Turning to the Labour party, we have to be straight— I know that at the moment in the Labour party, being straight can sometimes be dangerous. I want to raise a number of points. First, the Labour Muslim Network, which was founded a number of years ago, did an excellent job in researching and exposing Islamophobia within our own party. We need to listen to that. I cannot understand how three years on, the Labour Muslim Network is trying to establish itself as a formal affiliate to the Labour party, but still has not been allowed to affiliate.

Secondly, it is accurately reported that in my local area, for example, Ali Milani—who is one of the founders of the Labour Muslim Network, and was an excellent candidate for Uxbridge in the general election—was warned off standing again in the by-election. It was made clear that he would not be allowed to stand, which is unacceptable. I put on record that any party that allows the deselection of my hon. Friend Apsana Begum is not protecting the Muslim community in the way I would expect it to. I want to send that message. I have raised these issues in private—I have written to the leader of the Labour party—and the reason I am now raising them in public is that I have not had a sufficiently positive response that addresses those issues.

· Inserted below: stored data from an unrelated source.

// SPDX-FileCopyrightText: 2026 Fedibot Contributors
// SPDX-License-Identifier: MIT OR Apache-2.0

//! Domain types shared across the fedibot workspace.
//!
//! The remote-owned types (`Status`, `Notification`, ...) mirror the
//! Mastodon wire format and are read-only from fedibot's perspective.
//! Ids are opaque, lexically ordered strings usable as pagination cursors.

use serde::{Deserialize, Serialize};

/// A remote account, as embedded in statuses and notifications.
#[derive(Debug, Clone, PartialEq, Eq, Serialize, Deserialize)]
pub struct Account {
    pub id: String,
    pub username: String,
    /// Webfinger-style handle (`user` or `user@remote.example`).
    pub acct: String,
}

/// An account mentioned within a status.
#[derive(Debug, Clone, PartialEq, Eq, Serialize, Deserialize)]
pub struct Mention {
    pub id: String,
    pub username: String,
    pub acct: String,
    #[serde(default)]
    pub url: Option<String>,
}

/// A post on the remote network.
///
/// `reblog` being present marks a reshare; `in_reply_to_id` being present
/// marks a reply. `text` is the plain-text source when the server provides
/// it; otherwise `content` holds HTML that must be stripped before use.
#[derive(Debug, Clone, PartialEq, Eq, Serialize, Deserialize)]
pub struct Status {
    pub id: String,
    #[serde(default)]
    pub uri: Option<String>,
    #[serde(default)]
    pub url: Option<String>,
    #[serde(default)]
    pub in_reply_to_id: Option<String>,
    #[serde(default)]
    pub in_reply_to_account_id: Option<String>,
    pub account: Account,
    pub content: String,
    #[serde(default)]
    pub mentions: Vec<Mention>,
    #[serde(default)]
    pub text: Option<String>,
    #[serde(default)]
    pub reblog: Option<Box<Status>>,
}

/// A notification from the remote network's notification stream.
#[derive(Debug, Clone, Serialize, Deserialize)]
pub struct Notification {
    pub id: String,
    #[serde(default)]
    pub created_at: Option<String>,
    #[serde(flatten)]
    pub kind: NotificationKind,
}

/// Notification variants fedibot acts on. Everything else maps to `Other`
/// and is logged and ignored.
#[derive(Debug, Clone, Serialize, Deserialize)]
#[serde(tag = "type", rename_all = "snake_case")]
pub enum NotificationKind {
    Follow { account: Account },
    Mention { status: Status },
    #[serde(other)]
    Other,
}

/// OAuth app registration returned by `POST /api/v1/apps`.
///
/// Created once per deployment and immutable afterward.
#[derive(Debug, Clone, PartialEq, Eq, Serialize, Deserialize)]
pub struct AppRegistration {
    pub client_id: String,
    pub client_secret: String,
    #[serde(default)]
    pub id: Option<String>,
    #[serde(default)]
    pub name: Option<String>,
    #[serde(default)]
    pub redirect_uri: Option<String>,
    #[serde(default)]
    pub vapid_key: Option<String>,
    #[serde(default)]
    pub website: Option<String>,
}

/// Long-lived OAuth access token returned by `POST /oauth/token`.
///
/// Created once; never refreshed. A found token is assumed valid.
#[derive(Debug, Clone, PartialEq, Eq, Serialize, Deserialize)]
pub struct AccessToken {
    pub access_token: String,
    pub token_type: String,
    pub scope: String,
    #[serde(default)]
    pub created_at: Option<i64>,
}

/// The bot's own identity, from `GET /api/v1/accounts/verify_credentials`.
#[derive(Debug, Clone, PartialEq, Eq, Serialize, Deserialize)]
pub struct Credentials {
    pub id: String,
    pub username: String,
    pub acct: String,
}

/// Cursor query parameters for stream fetches.
#[derive(Debug, Clone, Default)]
pub struct SinceQuery {
    /// Only items strictly newer than this id are returned.
    pub since_id: Option<String>,
    pub limit: Option<u32>,
}

/// Parameters for posting a status.
#[derive(Debug, Clone)]
pub struct NewStatus {
    pub status: String,
    pub in_reply_to_id: Option<String>,
}
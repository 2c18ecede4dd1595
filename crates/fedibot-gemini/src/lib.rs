// SPDX-FileCopyrightText: 2026 Fedibot Contributors
// SPDX-License-Identifier: MIT OR Apache-2.0

//! Gemini `generateContent` client for the fedibot agent.

pub mod client;
pub mod parse;
pub mod types;

pub use client::GeminiClient;
pub use parse::Parsed;
pub use types::GenerateRequest;
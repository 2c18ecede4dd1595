// SPDX-FileCopyrightText: 2026 Fedibot Contributors
// SPDX-License-Identifier: MIT OR Apache-2.0

//! Database connection management with PRAGMA setup, WAL mode, and lifecycle.
//!
//! All writes are serialized through tokio-rusqlite's single background
//! thread. Do NOT create additional Connection instances for writes.

use fedibot_core::FedibotError;
use tokio_rusqlite::Connection;
use tracing::debug;

/// Schema for the sorted-composite-key table backing all fedibot records.
///
/// The `(pk, sk)` primary key is what makes conditional create-once writes
/// race-free: `INSERT OR ABORT` fails on the constraint instead of relying
/// on a read-then-write.
const SCHEMA: &str = "
CREATE TABLE IF NOT EXISTS kv (
    pk        TEXT NOT NULL,
    sk        TEXT NOT NULL,
    payload   TEXT NOT NULL,
    expire_at INTEGER,
    PRIMARY KEY (pk, sk)
);
";

/// Handle to the SQLite database used by all typed stores.
pub struct Database {
    conn: Connection,
}

impl Database {
    /// Opens (creating if necessary) the database at `path` and applies
    /// PRAGMAs and the schema.
    pub async fn open(path: &str, wal_mode: bool) -> Result<Self, FedibotError> {
        if let Some(parent) = std::path::Path::new(path).parent()
            && !parent.as_os_str().is_empty()
        {
            std::fs::create_dir_all(parent).map_err(|e| FedibotError::Store {
                source: Box::new(e),
            })?;
        }

        let conn = Connection::open(path)
            .await
            .map_err(|e| map_tr_err(e.into()))?;

        conn.call(move |conn| -> Result<(), rusqlite::Error> {
            if wal_mode {
                conn.pragma_update(None, "journal_mode", "WAL")?;
            }
            conn.pragma_update(None, "synchronous", "NORMAL")?;
            conn.pragma_update(None, "foreign_keys", "ON")?;
            conn.execute_batch(SCHEMA)?;
            Ok(())
        })
        .await
        .map_err(map_tr_err)?;

        debug!(path, wal_mode, "database opened");
        Ok(Self { conn })
    }

    /// Opens an in-memory database. Test-only convenience.
    pub async fn open_in_memory() -> Result<Self, FedibotError> {
        let conn = Connection::open(":memory:")
            .await
            .map_err(|e| map_tr_err(e.into()))?;
        conn.call(|conn| -> Result<(), rusqlite::Error> {
            conn.execute_batch(SCHEMA)?;
            Ok(())
        })
        .await
        .map_err(map_tr_err)?;
        Ok(Self { conn })
    }

    /// Returns the underlying tokio-rusqlite connection.
    pub fn connection(&self) -> &Connection {
        &self.conn
    }

    /// Checkpoints the WAL and closes the connection.
    pub async fn close(&self) -> Result<(), FedibotError> {
        self.conn
            .call(|conn| -> Result<(), rusqlite::Error> {
                conn.execute_batch("PRAGMA wal_checkpoint(TRUNCATE);")?;
                Ok(())
            })
            .await
            .map_err(map_tr_err)?;
        debug!("WAL checkpoint complete");
        Ok(())
    }
}

/// Maps a tokio-rusqlite error into the workspace error type.
pub fn map_tr_err(e: tokio_rusqlite::Error<rusqlite::Error>) -> FedibotError {
    FedibotError::Store {
        source: Box::new(e),
    }
}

The final point I want to make with regard to the Labour party is this: why is it that when someone is accused of Islamophobia and they apologise, disciplinary action is then ended and there is no issue with regard to the Whip or whatever, but in a number of instances where a person has been accused of antisemitism, the Whip is withdrawn and they spend months awaiting any form of investigatory process? In his inquiry into the Labour party, Martin Forde addressed the issue of a potential hierarchy of racism within our party, and I am afraid that the way in which we treat individuals reinforces that concern. We all condemn antisemitism and Islamophobia, but we have to treat all forms of racism with equivalence, as well as the individuals against whom allegations have been made. I think we have a job of work in our own political parties to ensure that we tackle Islamophobia effectively, in a way that will make us—particularly the Labour party—the anti-racist party that we have always wanted to be, and an example to other political parties.

Finally, I want to emphasise the point that Paul Bristow made: at every meeting I have in my constituency with regard to the Muslim community, I am so proud of the way that it that has come forward in a migrant community over the past 50 to 70 years and now plays such a significant role in my constituency, but also nationally. Whenever there is a problem—whenever there is an issue that I need support on and I put the call out—it is the Islamic centres and the mosques that come forward and provide the resources. In fact, the Islamic centre in Hayes was visited by the Prince and Princess of Wales only a few months ago, just to thank the people there for the work they have done in raising funds for Afghanistan and elsewhere. I put on record my thanks to the Muslim community and my gratitude for all the work they do, and my pride in being able to represent the Muslim community in my constituency.